Records from a collection
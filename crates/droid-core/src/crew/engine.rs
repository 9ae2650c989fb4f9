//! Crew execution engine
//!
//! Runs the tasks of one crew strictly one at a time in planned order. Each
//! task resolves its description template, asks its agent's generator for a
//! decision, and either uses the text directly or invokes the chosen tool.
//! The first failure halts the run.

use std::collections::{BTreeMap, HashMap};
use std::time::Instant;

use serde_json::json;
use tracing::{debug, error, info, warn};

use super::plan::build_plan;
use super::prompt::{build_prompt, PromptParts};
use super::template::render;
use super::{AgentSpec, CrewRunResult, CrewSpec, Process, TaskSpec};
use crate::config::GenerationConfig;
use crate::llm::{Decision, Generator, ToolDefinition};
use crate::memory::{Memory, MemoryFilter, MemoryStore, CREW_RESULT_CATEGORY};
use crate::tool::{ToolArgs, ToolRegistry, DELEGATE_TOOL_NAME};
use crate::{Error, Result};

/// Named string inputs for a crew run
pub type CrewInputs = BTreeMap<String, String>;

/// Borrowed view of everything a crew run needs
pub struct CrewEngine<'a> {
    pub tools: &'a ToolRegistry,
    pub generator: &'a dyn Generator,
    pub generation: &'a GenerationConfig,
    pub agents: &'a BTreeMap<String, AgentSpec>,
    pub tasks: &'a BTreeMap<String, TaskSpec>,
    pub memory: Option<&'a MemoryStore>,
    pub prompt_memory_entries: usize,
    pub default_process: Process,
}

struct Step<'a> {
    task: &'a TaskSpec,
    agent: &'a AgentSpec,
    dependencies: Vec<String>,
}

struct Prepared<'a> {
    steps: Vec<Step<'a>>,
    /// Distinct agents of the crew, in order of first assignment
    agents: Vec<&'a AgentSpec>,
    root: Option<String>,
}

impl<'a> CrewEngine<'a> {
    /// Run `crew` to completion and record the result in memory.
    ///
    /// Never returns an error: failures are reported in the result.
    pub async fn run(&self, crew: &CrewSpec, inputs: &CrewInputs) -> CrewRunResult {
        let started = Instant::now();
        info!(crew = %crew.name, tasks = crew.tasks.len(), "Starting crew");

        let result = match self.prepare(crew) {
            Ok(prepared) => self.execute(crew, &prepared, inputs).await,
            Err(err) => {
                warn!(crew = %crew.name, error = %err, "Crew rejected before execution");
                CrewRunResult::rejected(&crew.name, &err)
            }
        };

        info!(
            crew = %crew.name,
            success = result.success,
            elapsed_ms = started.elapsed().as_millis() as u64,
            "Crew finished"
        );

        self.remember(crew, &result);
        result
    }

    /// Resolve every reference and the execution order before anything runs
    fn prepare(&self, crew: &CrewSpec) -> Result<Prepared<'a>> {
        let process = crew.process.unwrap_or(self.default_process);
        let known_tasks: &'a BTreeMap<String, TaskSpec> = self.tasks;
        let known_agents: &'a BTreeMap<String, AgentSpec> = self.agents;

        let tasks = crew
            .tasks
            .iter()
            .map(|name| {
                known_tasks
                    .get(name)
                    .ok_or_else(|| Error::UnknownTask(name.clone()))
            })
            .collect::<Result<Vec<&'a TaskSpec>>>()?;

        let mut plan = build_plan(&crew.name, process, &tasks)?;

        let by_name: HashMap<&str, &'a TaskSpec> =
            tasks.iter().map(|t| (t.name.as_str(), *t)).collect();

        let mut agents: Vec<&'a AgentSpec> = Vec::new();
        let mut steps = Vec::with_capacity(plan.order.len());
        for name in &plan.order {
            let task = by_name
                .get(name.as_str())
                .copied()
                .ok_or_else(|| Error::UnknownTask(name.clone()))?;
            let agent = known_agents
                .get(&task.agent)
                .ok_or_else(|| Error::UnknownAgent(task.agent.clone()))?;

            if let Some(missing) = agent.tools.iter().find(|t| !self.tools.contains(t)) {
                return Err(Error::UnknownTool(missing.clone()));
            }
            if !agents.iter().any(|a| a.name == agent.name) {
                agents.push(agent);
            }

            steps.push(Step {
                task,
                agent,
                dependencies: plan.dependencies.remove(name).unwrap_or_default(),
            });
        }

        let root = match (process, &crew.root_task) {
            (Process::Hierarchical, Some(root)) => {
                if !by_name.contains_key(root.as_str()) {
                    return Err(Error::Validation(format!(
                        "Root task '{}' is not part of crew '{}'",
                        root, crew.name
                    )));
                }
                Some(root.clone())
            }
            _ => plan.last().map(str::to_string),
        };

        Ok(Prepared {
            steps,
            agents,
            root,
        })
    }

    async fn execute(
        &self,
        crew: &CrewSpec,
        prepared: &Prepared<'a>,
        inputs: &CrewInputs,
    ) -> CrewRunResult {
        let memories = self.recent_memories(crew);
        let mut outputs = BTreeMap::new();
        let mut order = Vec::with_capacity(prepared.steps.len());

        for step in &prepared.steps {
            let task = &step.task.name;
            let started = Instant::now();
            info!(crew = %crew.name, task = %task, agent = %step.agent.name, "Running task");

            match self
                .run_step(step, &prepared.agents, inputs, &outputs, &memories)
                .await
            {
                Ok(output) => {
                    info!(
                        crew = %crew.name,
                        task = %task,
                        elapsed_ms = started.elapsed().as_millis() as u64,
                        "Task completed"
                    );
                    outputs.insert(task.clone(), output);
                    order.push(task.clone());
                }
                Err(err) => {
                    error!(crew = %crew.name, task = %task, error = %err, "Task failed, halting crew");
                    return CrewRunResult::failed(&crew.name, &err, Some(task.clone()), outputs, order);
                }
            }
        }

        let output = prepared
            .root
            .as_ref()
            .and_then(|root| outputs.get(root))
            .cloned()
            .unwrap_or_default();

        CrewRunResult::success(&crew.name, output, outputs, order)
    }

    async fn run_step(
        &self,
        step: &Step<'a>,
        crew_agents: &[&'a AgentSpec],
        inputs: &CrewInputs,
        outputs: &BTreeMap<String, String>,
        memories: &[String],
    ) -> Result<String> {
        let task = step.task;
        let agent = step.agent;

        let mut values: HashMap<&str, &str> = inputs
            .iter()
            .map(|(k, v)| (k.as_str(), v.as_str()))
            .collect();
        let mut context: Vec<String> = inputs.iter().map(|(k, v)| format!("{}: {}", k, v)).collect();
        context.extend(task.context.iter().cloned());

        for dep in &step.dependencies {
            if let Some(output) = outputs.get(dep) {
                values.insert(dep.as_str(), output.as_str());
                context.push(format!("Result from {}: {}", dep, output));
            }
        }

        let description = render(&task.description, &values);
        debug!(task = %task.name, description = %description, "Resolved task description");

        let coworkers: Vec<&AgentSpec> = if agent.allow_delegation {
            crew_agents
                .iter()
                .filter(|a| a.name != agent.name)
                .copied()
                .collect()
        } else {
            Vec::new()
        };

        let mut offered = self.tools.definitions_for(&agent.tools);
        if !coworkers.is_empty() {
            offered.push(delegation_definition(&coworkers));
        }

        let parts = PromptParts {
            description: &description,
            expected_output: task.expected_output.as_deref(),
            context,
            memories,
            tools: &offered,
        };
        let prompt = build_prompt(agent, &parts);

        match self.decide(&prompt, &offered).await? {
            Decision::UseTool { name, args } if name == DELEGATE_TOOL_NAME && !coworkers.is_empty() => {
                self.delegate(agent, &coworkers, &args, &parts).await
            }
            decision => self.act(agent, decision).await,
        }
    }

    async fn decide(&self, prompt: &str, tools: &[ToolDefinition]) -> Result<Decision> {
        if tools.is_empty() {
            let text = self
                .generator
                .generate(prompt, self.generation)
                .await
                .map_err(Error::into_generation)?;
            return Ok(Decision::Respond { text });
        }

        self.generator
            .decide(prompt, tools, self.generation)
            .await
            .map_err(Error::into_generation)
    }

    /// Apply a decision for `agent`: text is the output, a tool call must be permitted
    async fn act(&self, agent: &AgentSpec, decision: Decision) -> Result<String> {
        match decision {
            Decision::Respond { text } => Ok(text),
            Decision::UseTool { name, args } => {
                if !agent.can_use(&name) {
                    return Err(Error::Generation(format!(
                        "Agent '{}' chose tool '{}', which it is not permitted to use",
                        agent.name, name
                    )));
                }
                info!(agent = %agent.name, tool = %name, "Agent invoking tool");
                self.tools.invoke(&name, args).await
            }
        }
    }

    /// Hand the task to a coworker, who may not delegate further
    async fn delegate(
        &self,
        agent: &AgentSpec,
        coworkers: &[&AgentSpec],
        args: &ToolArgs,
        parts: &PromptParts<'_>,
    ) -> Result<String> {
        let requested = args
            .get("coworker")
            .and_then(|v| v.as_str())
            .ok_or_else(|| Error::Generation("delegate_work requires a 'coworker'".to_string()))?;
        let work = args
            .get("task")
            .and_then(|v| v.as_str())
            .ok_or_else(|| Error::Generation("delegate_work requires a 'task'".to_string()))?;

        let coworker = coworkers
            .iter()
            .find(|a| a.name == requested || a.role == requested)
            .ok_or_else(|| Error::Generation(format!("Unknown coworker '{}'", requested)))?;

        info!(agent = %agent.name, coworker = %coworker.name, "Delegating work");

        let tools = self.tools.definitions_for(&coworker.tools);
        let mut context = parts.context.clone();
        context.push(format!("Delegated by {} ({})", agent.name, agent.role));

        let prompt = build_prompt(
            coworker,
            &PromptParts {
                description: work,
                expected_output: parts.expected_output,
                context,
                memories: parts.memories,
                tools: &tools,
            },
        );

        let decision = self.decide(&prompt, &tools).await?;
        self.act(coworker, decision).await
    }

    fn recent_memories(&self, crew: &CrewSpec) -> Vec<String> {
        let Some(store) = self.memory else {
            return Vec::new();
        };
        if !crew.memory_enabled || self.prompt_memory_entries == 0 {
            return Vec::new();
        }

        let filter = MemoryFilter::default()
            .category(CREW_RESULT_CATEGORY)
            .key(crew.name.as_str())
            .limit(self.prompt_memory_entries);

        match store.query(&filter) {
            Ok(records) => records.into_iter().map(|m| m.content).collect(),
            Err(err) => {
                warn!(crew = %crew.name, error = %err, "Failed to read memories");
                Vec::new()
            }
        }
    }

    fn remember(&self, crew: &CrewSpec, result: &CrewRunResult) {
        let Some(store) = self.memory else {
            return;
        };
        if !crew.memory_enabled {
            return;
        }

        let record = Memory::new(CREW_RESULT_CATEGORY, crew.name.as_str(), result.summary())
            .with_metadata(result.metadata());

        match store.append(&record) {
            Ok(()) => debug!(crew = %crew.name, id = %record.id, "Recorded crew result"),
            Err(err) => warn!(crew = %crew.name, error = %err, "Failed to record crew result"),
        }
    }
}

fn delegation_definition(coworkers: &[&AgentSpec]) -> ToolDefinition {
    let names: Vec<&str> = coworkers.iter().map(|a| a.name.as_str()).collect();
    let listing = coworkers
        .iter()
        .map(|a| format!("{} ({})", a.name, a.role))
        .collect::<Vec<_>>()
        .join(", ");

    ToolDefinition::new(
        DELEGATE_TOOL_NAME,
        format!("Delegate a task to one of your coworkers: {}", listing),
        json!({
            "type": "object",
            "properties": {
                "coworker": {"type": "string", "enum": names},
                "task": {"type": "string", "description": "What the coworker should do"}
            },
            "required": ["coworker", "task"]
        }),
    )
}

==

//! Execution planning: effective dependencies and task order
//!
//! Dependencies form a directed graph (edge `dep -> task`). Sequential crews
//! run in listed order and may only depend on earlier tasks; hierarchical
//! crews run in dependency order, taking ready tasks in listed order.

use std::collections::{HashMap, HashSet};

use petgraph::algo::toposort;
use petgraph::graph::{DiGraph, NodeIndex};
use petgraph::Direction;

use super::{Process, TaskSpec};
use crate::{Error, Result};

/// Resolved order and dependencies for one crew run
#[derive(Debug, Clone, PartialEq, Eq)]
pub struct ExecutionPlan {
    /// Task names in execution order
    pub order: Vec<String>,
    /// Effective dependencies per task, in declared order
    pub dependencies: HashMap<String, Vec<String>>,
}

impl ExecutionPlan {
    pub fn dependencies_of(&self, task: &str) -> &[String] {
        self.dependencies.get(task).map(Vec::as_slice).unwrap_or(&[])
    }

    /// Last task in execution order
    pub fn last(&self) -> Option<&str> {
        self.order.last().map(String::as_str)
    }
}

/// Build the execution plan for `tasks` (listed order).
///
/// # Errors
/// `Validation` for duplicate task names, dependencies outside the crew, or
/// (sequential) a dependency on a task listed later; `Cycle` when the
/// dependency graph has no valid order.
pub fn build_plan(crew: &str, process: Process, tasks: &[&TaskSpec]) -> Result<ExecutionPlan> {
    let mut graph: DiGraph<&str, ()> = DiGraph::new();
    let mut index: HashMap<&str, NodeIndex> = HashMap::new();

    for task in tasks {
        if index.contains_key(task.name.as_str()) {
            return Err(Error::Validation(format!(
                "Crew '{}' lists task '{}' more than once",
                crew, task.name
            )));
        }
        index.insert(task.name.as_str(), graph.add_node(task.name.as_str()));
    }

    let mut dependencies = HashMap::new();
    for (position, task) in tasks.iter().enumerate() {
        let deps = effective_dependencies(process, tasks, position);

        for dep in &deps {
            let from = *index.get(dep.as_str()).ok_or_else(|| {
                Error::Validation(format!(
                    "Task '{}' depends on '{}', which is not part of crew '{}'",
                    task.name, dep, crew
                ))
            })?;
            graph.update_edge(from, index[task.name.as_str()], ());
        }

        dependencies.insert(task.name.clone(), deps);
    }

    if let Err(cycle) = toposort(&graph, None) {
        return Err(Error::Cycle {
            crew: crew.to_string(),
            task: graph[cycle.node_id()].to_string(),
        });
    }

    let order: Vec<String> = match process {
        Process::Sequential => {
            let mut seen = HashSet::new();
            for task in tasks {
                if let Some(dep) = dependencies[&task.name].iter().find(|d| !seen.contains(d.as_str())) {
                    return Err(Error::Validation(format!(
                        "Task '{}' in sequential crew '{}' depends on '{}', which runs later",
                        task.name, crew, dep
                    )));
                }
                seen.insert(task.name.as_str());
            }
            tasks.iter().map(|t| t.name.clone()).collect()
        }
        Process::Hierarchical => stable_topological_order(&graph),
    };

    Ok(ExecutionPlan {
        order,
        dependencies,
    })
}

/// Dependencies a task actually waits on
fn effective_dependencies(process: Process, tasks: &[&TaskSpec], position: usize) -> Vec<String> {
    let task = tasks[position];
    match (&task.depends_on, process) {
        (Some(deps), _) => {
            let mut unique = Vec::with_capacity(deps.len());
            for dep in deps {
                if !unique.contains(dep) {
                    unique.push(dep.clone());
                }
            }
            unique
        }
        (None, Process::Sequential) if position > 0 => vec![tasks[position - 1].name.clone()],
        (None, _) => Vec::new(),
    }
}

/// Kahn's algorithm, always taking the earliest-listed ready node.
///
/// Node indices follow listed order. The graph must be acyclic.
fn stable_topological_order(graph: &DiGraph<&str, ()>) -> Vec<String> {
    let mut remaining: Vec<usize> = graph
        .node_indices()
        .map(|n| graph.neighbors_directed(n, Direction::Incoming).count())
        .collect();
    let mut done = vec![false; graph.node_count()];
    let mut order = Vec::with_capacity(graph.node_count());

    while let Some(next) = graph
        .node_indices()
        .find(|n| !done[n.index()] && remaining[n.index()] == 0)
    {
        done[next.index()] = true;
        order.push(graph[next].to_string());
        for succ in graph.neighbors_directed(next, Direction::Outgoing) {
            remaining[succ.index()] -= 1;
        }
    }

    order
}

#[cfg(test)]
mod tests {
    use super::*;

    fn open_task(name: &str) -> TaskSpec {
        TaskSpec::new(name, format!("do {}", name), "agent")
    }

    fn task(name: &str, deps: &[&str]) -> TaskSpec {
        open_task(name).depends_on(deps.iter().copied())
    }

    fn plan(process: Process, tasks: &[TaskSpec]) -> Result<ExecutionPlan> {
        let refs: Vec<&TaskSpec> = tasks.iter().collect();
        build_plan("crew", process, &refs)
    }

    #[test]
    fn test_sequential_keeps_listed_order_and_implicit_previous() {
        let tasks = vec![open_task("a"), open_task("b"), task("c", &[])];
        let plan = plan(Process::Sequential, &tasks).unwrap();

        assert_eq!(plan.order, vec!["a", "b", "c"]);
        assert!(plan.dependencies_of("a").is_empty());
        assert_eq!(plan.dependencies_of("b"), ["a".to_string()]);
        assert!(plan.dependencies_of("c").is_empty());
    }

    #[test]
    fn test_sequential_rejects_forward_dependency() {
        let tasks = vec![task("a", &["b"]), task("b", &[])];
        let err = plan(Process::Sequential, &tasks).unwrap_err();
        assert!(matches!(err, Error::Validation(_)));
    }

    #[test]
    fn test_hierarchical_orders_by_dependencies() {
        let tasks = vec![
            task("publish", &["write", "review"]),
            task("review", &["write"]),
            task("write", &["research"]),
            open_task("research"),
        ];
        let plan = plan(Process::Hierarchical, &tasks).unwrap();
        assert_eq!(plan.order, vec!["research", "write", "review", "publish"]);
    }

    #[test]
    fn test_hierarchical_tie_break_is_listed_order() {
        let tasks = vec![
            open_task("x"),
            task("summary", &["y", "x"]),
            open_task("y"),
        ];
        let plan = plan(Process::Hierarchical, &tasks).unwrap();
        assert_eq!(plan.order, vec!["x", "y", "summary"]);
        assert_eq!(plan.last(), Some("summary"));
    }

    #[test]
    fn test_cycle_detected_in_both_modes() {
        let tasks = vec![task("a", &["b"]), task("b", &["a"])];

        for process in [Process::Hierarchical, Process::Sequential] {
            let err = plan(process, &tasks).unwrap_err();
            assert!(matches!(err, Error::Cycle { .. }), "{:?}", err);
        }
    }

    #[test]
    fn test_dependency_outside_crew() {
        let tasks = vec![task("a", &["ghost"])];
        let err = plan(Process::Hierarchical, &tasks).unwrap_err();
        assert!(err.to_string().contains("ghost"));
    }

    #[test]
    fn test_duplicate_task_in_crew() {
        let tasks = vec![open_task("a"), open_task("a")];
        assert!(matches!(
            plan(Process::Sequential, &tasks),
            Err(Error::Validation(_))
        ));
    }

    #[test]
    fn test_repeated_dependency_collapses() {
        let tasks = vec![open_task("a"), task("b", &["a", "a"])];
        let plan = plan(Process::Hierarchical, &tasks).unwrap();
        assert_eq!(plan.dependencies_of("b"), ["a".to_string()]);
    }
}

---

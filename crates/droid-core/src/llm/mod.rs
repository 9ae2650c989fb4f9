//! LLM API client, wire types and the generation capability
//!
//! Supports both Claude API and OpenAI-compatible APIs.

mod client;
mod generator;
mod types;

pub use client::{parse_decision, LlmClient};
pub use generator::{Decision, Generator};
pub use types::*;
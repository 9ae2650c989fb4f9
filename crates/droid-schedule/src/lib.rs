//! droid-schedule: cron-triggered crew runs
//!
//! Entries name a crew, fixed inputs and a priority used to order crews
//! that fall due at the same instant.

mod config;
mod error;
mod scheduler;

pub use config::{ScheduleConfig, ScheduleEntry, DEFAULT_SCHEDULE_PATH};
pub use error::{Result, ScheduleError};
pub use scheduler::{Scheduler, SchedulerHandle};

■ Try it: Say how many lines above include "core". The number alone is the answer.

■ Exercise output: 2